You are currently browsing legacy 3.0 version of documentation. Click here to switch to the newest 5.1 version.
Files
RavenFS can store data by using one of the following storage engines: Esent or Voron. You can choose one of them while creating a new file system.
What is a file?
A file in the Raven File System consists of:
- name (full path),
- total size,
- uploaded size,
- metadata,
- sequence of bytes that make up file content.
Pages
Internally each file is divided into pages. A page is a sequence of bytes, its maximum size is 64KB and has an unique identifier - a pair of hashes calculated on a page content. The concept of pages implicates a few facts:
- stored pages are unique,
- file content is an ordered list of page references,
- single page might be referenced by multiple files,
- pages are immutable - once they are written to storage, they cannot be modified (a page is removed if there is no file referencing it),
- occupied disk space is reduced if files have common information (or even if a single file has repeated data patterns).
Directories
In the RavenFS directories are just a virtual concept. The directory tree is built upon names of existing files. A file name must be a full path e.g. /docs/pics/wall.jpg
.
A directory part of a file name is indexed together with the file metadata, which allows you to browse files by catalogs - you simply need to query an appropriate index entry field.
Note that moving a file between directories is actually the rename operation.
Default metadata
Each file has an associated collection of properties called metadata. A user can attach any information about a file by adding another metadata record. Some properties are defined by RavenFS itself because they are necessary for internal work. This is metadata of a sample file:
{
ETag: "00000000-0000-0100-0000-000000000002",
Content-MD5: "0d7a08e7f58bfe020c59d739911ee519",
RavenFS-Size: 23552,
Raven-Creation-Date: 2015-02-09T12:20:06.7257923+00:00,
Raven-Last-Modified: 2015-02-09T12:20:06.7669533+00:00,
Raven-Synchronization-Version: 1,
Raven-Synchronization-Source: c6230a52-d1d7-4ea0-9942-6312431f32a1
Raven-Synchronization-History: [],
}
ETag
is an internal file identifier, updated every time if a file is modified. The file is considered as modified when new content is uploaded, a name or its metadata are changed or any of those changes has been synchronized from a remote file system,Content-MD5
is a hash of file content, calculated on the fly during an upload by using MD5 algorithm,RavenFS-Size
is a total size of a file,Raven-Creation-Date
,Raven-Last-Modified
- dates of creation and last file modification,Raven-Synchronization-Version
is a number describing a file version in a file system,Raven-Synchronization-Source
is an unique identifier of an origin file server (where a last file modification has been made),Raven-Synchronization-History
is a list that consists of previous {Raven-Synchronization-Version
,Raven-Synchronization-Source
} pairs, updated every time a file is modified or synchronized between servers.

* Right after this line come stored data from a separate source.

//! SVG Chart Generator
//!
//! Generates clean SVG line charts for the per-batch training series. The
//! y-axis range is fixed by the caller so runs stay visually comparable.

use std::fs;
use std::path::Path;

/// Chart styling constants
const CHART_WIDTH: f64 = 800.0;
const CHART_HEIGHT: f64 = 500.0;
const MARGIN_TOP: f64 = 60.0;
const MARGIN_RIGHT: f64 = 40.0;
const MARGIN_BOTTOM: f64 = 80.0;
const MARGIN_LEFT: f64 = 80.0;

const COLOR_LOSS: &str = "#e74c3c";
const COLOR_ACCURACY: &str = "#3498db";
const COLOR_GRID: &str = "#ecf0f1";
const COLOR_AXIS: &str = "#2c3e50";
const COLOR_TEXT: &str = "#2c3e50";

/// Render the loss series with a fixed y-axis of [0, 2]
pub fn render_loss_chart(losses: &[f64], output_path: &Path) -> std::io::Result<()> {
    generate_step_chart(
        "Training Loss",
        "Training Steps",
        "Loss",
        losses,
        (0.0, 2.0),
        COLOR_LOSS,
        output_path,
    )
}

/// Render the accuracy series with a fixed y-axis of [0, 1]
pub fn render_accuracy_chart(accuracies: &[f64], output_path: &Path) -> std::io::Result<()> {
    generate_step_chart(
        "Training Accuracy",
        "Training Steps",
        "Accuracy",
        accuracies,
        (0.0, 1.0),
        COLOR_ACCURACY,
        output_path,
    )
}

/// Generate a line chart of a per-step series as SVG
fn generate_step_chart(
    title: &str,
    x_label: &str,
    y_label: &str,
    values: &[f64],
    y_range: (f64, f64),
    color: &str,
    output_path: &Path,
) -> std::io::Result<()> {
    let plot_width = CHART_WIDTH - MARGIN_LEFT - MARGIN_RIGHT;
    let plot_height = CHART_HEIGHT - MARGIN_TOP - MARGIN_BOTTOM;

    let (y_min, y_max) = y_range;
    let x_max = (values.len().saturating_sub(1)).max(1) as f64;

    let mut svg = String::new();

    // SVG header
    svg.push_str(&format!(
        r#"<svg xmlns="http://www.w3.org/2000/svg" viewBox="0 0 {} {}" width="{}" height="{}">"#,
        CHART_WIDTH, CHART_HEIGHT, CHART_WIDTH, CHART_HEIGHT
    ));

    // Background
    svg.push_str(&format!(
        r#"<rect width="{}" height="{}" fill="white"/>"#,
        CHART_WIDTH, CHART_HEIGHT
    ));

    // Title
    svg.push_str(&format!(
        r#"<text x="{}" y="35" text-anchor="middle" font-family="Arial, sans-serif" font-size="18" font-weight="bold" fill="{}">{}</text>"#,
        CHART_WIDTH / 2.0,
        COLOR_TEXT,
        escape_xml(title)
    ));

    // Horizontal grid lines with y-axis labels
    for i in 0..=5 {
        let y = MARGIN_TOP + plot_height - (i as f64 / 5.0) * plot_height;
        let value = y_min + (i as f64 / 5.0) * (y_max - y_min);

        svg.push_str(&format!(
            r#"<line x1="{}" y1="{}" x2="{}" y2="{}" stroke="{}" stroke-width="1"/>"#,
            MARGIN_LEFT,
            y,
            MARGIN_LEFT + plot_width,
            y,
            COLOR_GRID
        ));

        svg.push_str(&format!(
            r#"<text x="{}" y="{}" text-anchor="end" font-family="Arial, sans-serif" font-size="12" fill="{}">{:.1}</text>"#,
            MARGIN_LEFT - 10.0,
            y + 4.0,
            COLOR_TEXT,
            value
        ));
    }

    // Axes
    svg.push_str(&format!(
        r#"<line x1="{}" y1="{}" x2="{}" y2="{}" stroke="{}" stroke-width="2"/>"#,
        MARGIN_LEFT,
        MARGIN_TOP + plot_height,
        MARGIN_LEFT + plot_width,
        MARGIN_TOP + plot_height,
        COLOR_AXIS
    ));
    svg.push_str(&format!(
        r#"<line x1="{}" y1="{}" x2="{}" y2="{}" stroke="{}" stroke-width="2"/>"#,
        MARGIN_LEFT,
        MARGIN_TOP,
        MARGIN_LEFT,
        MARGIN_TOP + plot_height,
        COLOR_AXIS
    ));

    // Axis labels
    svg.push_str(&format!(
        r#"<text x="{}" y="{}" text-anchor="middle" font-family="Arial, sans-serif" font-size="14" fill="{}">{}</text>"#,
        MARGIN_LEFT + plot_width / 2.0,
        CHART_HEIGHT - 20.0,
        COLOR_TEXT,
        escape_xml(x_label)
    ));
    svg.push_str(&format!(
        r#"<text x="20" y="{}" text-anchor="middle" font-family="Arial, sans-serif" font-size="14" fill="{}" transform="rotate(-90 20 {})">{}</text>"#,
        CHART_HEIGHT / 2.0,
        COLOR_TEXT,
        CHART_HEIGHT / 2.0,
        escape_xml(y_label)
    ));

    // X-axis tick labels at six evenly spaced steps
    for i in 0..=5 {
        let step = (i as f64 / 5.0) * x_max;
        let x = MARGIN_LEFT + (step / x_max) * plot_width;
        svg.push_str(&format!(
            r#"<text x="{}" y="{}" text-anchor="middle" font-family="Arial, sans-serif" font-size="11" fill="{}">{:.0}</text>"#,
            x,
            MARGIN_TOP + plot_height + 20.0,
            COLOR_TEXT,
            step
        ));
    }

    // Series polyline; values are clamped into the fixed range
    if !values.is_empty() {
        let mut path = String::new();
        for (i, value) in values.iter().enumerate() {
            let clamped = value.clamp(y_min, y_max);
            let x = MARGIN_LEFT + (i as f64 / x_max) * plot_width;
            let y = MARGIN_TOP + plot_height - ((clamped - y_min) / (y_max - y_min)) * plot_height;

            if i == 0 {
                path.push_str(&format!("M {} {}", x, y));
            } else {
                path.push_str(&format!(" L {} {}", x, y));
            }
        }

        svg.push_str(&format!(
            r#"<path d="{}" fill="none" stroke="{}" stroke-width="2"/>"#,
            path, color
        ));
    }

    svg.push_str("</svg>");

    fs::write(output_path, svg)
}

/// Escape a string for inclusion in SVG text
pub(super) fn escape_xml(s: &str) -> String {
    s.replace('&', "&amp;")
        .replace('<', "&lt;")
        .replace('>', "&gt;")
        .replace('"', "&quot;")
        .replace('\'', "&apos;")
}

#[cfg(test)]
mod tests {
    use super::*;

    #[test]
    fn test_loss_chart_generation() {
        let dir = tempfile::tempdir().unwrap();
        let path = dir.path().join("loss.svg");

        let losses: Vec<f64> = (0..50).map(|i| 2.0 - i as f64 * 0.03).collect();
        render_loss_chart(&losses, &path).unwrap();

        let content = std::fs::read_to_string(&path).unwrap();
        assert!(!content.is_empty());
        assert!(content.starts_with("<svg"));
        assert!(content.contains("Training Loss"));
    }

    #[test]
    fn test_accuracy_chart_generation() {
        let dir = tempfile::tempdir().unwrap();
        let path = dir.path().join("accuracy.svg");

        render_accuracy_chart(&[0.1, 0.4, 0.9], &path).unwrap();

        let content = std::fs::read_to_string(&path).unwrap();
        assert!(content.contains("Training Accuracy"));
    }

    #[test]
    fn test_empty_series_still_renders_frame() {
        let dir = tempfile::tempdir().unwrap();
        let path = dir.path().join("empty.svg");

        render_loss_chart(&[], &path).unwrap();
        assert!(path.exists());
    }

    #[test]
    fn test_escape_xml() {
        assert_eq!(escape_xml("a<b>&\"c\""), "a&lt;b&gt;&amp;&quot;c&quot;");
    }
}
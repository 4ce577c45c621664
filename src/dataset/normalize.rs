//! Pixel normalization
//!
//! Decoded images carry integer intensities in [0, 255]; the model consumes
//! floats in [0.0, 1.0]. The rescale is applied once per item, as items are
//! pulled through the dataset.

use image::imageops::FilterType;
use image::DynamicImage;

use crate::IMAGE_SIZE;

/// Rescale a single pixel intensity from [0, 255] to [0.0, 1.0]
#[inline]
pub fn rescale(value: u8) -> f32 {
    f32::from(value) / 255.0
}

/// Resize a decoded image to the model resolution and convert it to a flat
/// CHW float buffer with values in [0.0, 1.0]
pub fn to_chw_floats(image: &DynamicImage) -> Vec<f32> {
    let rgb = image
        .resize_exact(IMAGE_SIZE as u32, IMAGE_SIZE as u32, FilterType::Triangle)
        .to_rgb8();

    let (width, height) = (IMAGE_SIZE, IMAGE_SIZE);
    let mut pixels = vec![0.0f32; 3 * height * width];

    for y in 0..height {
        for x in 0..width {
            let pixel = rgb.get_pixel(x as u32, y as u32);
            pixels[y * width + x] = rescale(pixel[0]);
            pixels[height * width + y * width + x] = rescale(pixel[1]);
            pixels[2 * height * width + y * width + x] = rescale(pixel[2]);
        }
    }

    pixels
}

#[cfg(test)]
mod tests {
    use super::*;

    #[test]
    fn test_rescale_endpoints() {
        assert_eq!(rescale(0), 0.0);
        assert_eq!(rescale(255), 1.0);
    }

    #[test]
    fn test_rescale_bounded() {
        for value in 0..=255u8 {
            let out = rescale(value);
            assert!((0.0..=1.0).contains(&out));
        }
    }

    #[test]
    fn test_to_chw_floats_shape_and_range() {
        let image = DynamicImage::ImageRgb8(image::RgbImage::from_pixel(
            10,
            6,
            image::Rgb([255, 0, 128]),
        ));

        let pixels = to_chw_floats(&image);
        assert_eq!(pixels.len(), 3 * IMAGE_SIZE * IMAGE_SIZE);
        assert!(pixels.iter().all(|p| (0.0..=1.0).contains(p)));

        let plane = IMAGE_SIZE * IMAGE_SIZE;
        assert_eq!(pixels[0], 1.0);
        assert_eq!(pixels[plane], 0.0);
        assert!((pixels[2 * plane] - 128.0 / 255.0).abs() < 1e-6);
    }
}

Updating synchronization history
Raven-Synchronization-Version
, Raven-Synchronization-Source
and Raven-Synchronization-History
are always updated together.
Existing Raven-Synchronization-Version
, Raven-Synchronization-Source
values are added to the history array (Raven-Synchronization-History
)
and new values are assigned. All of those properties, according to their names, are utilized for synchronization purposes (dealing with conflicts).